Группа исламистов под руководством «голубого имама» готовит серию терактов, которые должны поставить Францию на колени: они намереваются одновременно взорвать одну из многочисленных французских АЭС, собор Парижской Богоматери и несколько густонаселенных жилых башен в парижском районе Богренель.
«Голубой имам» – так озаглавлен только что опубликованный во Франции, в издательстве Сей, триллер Бернара Бессона, известного специалиста по промышленному шпионажу, бывшего шефа полицейской службы Франции, которая контролирует игорный бизнес.

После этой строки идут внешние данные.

mod common;

use common::*;
use core_async::progress::progress_channel;
use core_async::sync::CancellationToken;
use core_library::{Guid, LinkedNotebook, LocalStorage, Note};
use core_remote::fake::FakeNoteStore;
use core_remote::{EdamErrorCode, RemoteError, RequestContext};
use core_sync::{SyncChunksProvider, SyncChunksProviderImpl, SyncError};
use std::sync::Arc;

const LINKED_STORE_URL: &str = "https://example.com/shard/s7/notestore";

fn provider(harness: &Harness, max_entries: i32) -> SyncChunksProviderImpl {
    SyncChunksProviderImpl::new(harness.provider.clone(), max_entries, fast_retry()).unwrap()
}

fn note_guids(chunks: &[core_library::SyncChunk]) -> Vec<Guid> {
    chunks
        .iter()
        .flat_map(|chunk| chunk.notes.iter().filter_map(|note| note.guid.clone()))
        .collect()
}

#[core_async::test]
async fn test_pages_until_update_count() {
    let harness = Harness::new().await;
    let notes: Vec<Note> = (0..5).map(|i| harness.remote_note(&format!("note {}", i))).collect();
    let (sender, receiver) = progress_channel(0, 100);

    let result = provider(&harness, 2)
        .fetch_sync_chunks(0, &RequestContext::default(), &CancellationToken::new(), Some(sender))
        .await;

    assert!(result.is_complete());
    assert_eq!(result.chunks.len(), 3);
    assert_eq!(harness.remote.sync_chunk_request_count(), 3);

    let highs: Vec<_> = result.chunks.iter().map(|c| c.chunk_high_usn).collect();
    assert_eq!(highs, vec![Some(2), Some(4), Some(5)]);
    let expected: Vec<Guid> = notes.iter().filter_map(|n| n.guid.clone()).collect();
    assert_eq!(note_guids(&result.chunks), expected);
    assert!(result.chunks.iter().all(|c| c.notes.iter().all(|n| n.content.is_none())));

    assert_eq!(receiver.value(), 100);
}

#[core_async::test]
async fn test_incremental_fetch_starts_after_usn() {
    let harness = Harness::new().await;
    let notes: Vec<Note> = (0..5).map(|i| harness.remote_note(&format!("note {}", i))).collect();

    let result = provider(&harness, 10)
        .fetch_sync_chunks(3, &RequestContext::default(), &CancellationToken::new(), None)
        .await;

    assert!(result.is_complete());
    assert_eq!(result.chunks.len(), 1);
    let expected: Vec<Guid> = notes[3..].iter().filter_map(|n| n.guid.clone()).collect();
    assert_eq!(note_guids(&result.chunks), expected);
}

#[core_async::test]
async fn test_up_to_date_account_yields_no_chunks() {
    let harness = Harness::new().await;
    harness.remote_note("only");

    let result = provider(&harness, 10)
        .fetch_sync_chunks(
            harness.remote.max_usn(),
            &RequestContext::default(),
            &CancellationToken::new(),
            None,
        )
        .await;

    assert!(result.is_complete());
    assert!(result.chunks.is_empty());
}

#[core_async::test]
async fn test_failure_keeps_chunks_fetched_so_far() {
    let harness = Harness::new().await;
    for i in 0..5 {
        harness.remote_note(&format!("note {}", i));
    }
    harness.remote.set_sync_chunk_error(
        2,
        RemoteError::system(EdamErrorCode::InternalError, "shard exploded"),
    );

    let result = provider(&harness, 2)
        .fetch_sync_chunks(0, &RequestContext::default(), &CancellationToken::new(), None)
        .await;

    assert!(!result.is_complete());
    assert_eq!(result.chunks.len(), 1);
    assert!(matches!(result.error, Some(SyncError::Remote(_))));
}

#[core_async::test]
async fn test_rate_limit_surfaces_without_retry() {
    let harness = Harness::new().await;
    harness.remote_note("note");
    harness
        .remote
        .set_sync_chunk_error(0, RemoteError::rate_limit_reached(45));

    let result = provider(&harness, 2)
        .fetch_sync_chunks(0, &RequestContext::default(), &CancellationToken::new(), None)
        .await;

    assert_eq!(harness.remote.sync_chunk_request_count(), 1);
    let error = result.error.unwrap();
    assert_eq!(error.remote().and_then(RemoteError::rate_limit_duration), Some(45));
}

#[core_async::test]
async fn test_cancelled_before_first_request() {
    let harness = Harness::new().await;
    harness.remote_note("note");
    let canceler = CancellationToken::new();
    canceler.cancel();

    let result = provider(&harness, 2)
        .fetch_sync_chunks(0, &RequestContext::default(), &canceler, None)
        .await;

    assert_eq!(result.error, Some(SyncError::Cancelled));
    assert!(result.chunks.is_empty());
    assert_eq!(harness.remote.sync_chunk_request_count(), 0);
}

#[core_async::test]
async fn test_linked_notebook_chunks_come_from_its_store() {
    let harness = Harness::new().await;
    let linked_guid = Guid::new("ln-1");
    let linked_notebook = LinkedNotebook {
        guid: Some(linked_guid.clone()),
        update_sequence_num: Some(1),
        share_name: Some("Team".to_string()),
        note_store_url: Some(LINKED_STORE_URL.to_string()),
        ..Default::default()
    };
    harness
        .storage
        .put_linked_notebook(linked_notebook.clone())
        .await
        .unwrap();

    let shared_store = Arc::new(FakeNoteStore::for_linked_notebook(
        LINKED_STORE_URL,
        linked_guid.clone(),
    ));
    harness.factory.register(shared_store.clone());
    let shared = shared_store.put_note(Note {
        title: Some("Shared note".to_string()),
        ..Default::default()
    });
    harness.remote_note("private note");

    let result = provider(&harness, 10)
        .fetch_linked_notebook_sync_chunks(
            &linked_notebook,
            0,
            &RequestContext::default(),
            &CancellationToken::new(),
            None,
        )
        .await;

    assert!(result.is_complete());
    assert_eq!(note_guids(&result.chunks), vec![shared.guid.unwrap()]);
    assert_eq!(shared_store.sync_chunk_request_count(), 1);
    assert_eq!(harness.remote.sync_chunk_request_count(), 0);
}

#[core_async::test]
async fn test_linked_notebook_without_guid_is_rejected() {
    let harness = Harness::new().await;

    let result = provider(&harness, 10)
        .fetch_linked_notebook_sync_chunks(
            &LinkedNotebook::default(),
            0,
            &RequestContext::default(),
            &CancellationToken::new(),
            None,
        )
        .await;

    assert!(matches!(result.error, Some(SyncError::InvalidArgument(_))));
}

#[test]
fn test_zero_max_entries_is_rejected() {
    let storage: Arc<dyn LocalStorage> = Arc::new(core_library::InMemoryLocalStorage::new());
    let factory = Arc::new(core_remote::fake::FakeNoteStoreFactory::new());
    let note_store_provider =
        Arc::new(core_sync::NoteStoreProviderImpl::new(storage, factory, USER_STORE_URL).unwrap());

    assert!(SyncChunksProviderImpl::new(note_store_provider, 0, None).is_err());
}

Группа исламистов под руководством «голубого имама» готовит серию терактов, которые должны поставить Францию на колени: они намереваются одновременно взорвать одну из многочисленных французских АЭС, собор Парижской Богоматери и несколько густонаселенных жилых башен в парижском районе Богренель, где в это время окажется (так задумано) руководство и лучшие оперативники антитеррористических служб страны. Все действие триллера происходит в течение двух суток, на Рождество. Французские спецслужбы поставлены на ноги 23 декабря, после убийства лондонского специалиста по исламу (на самом деле это провокация исламистов), и им все же удается в результате блестящей операции предотвратить худшее.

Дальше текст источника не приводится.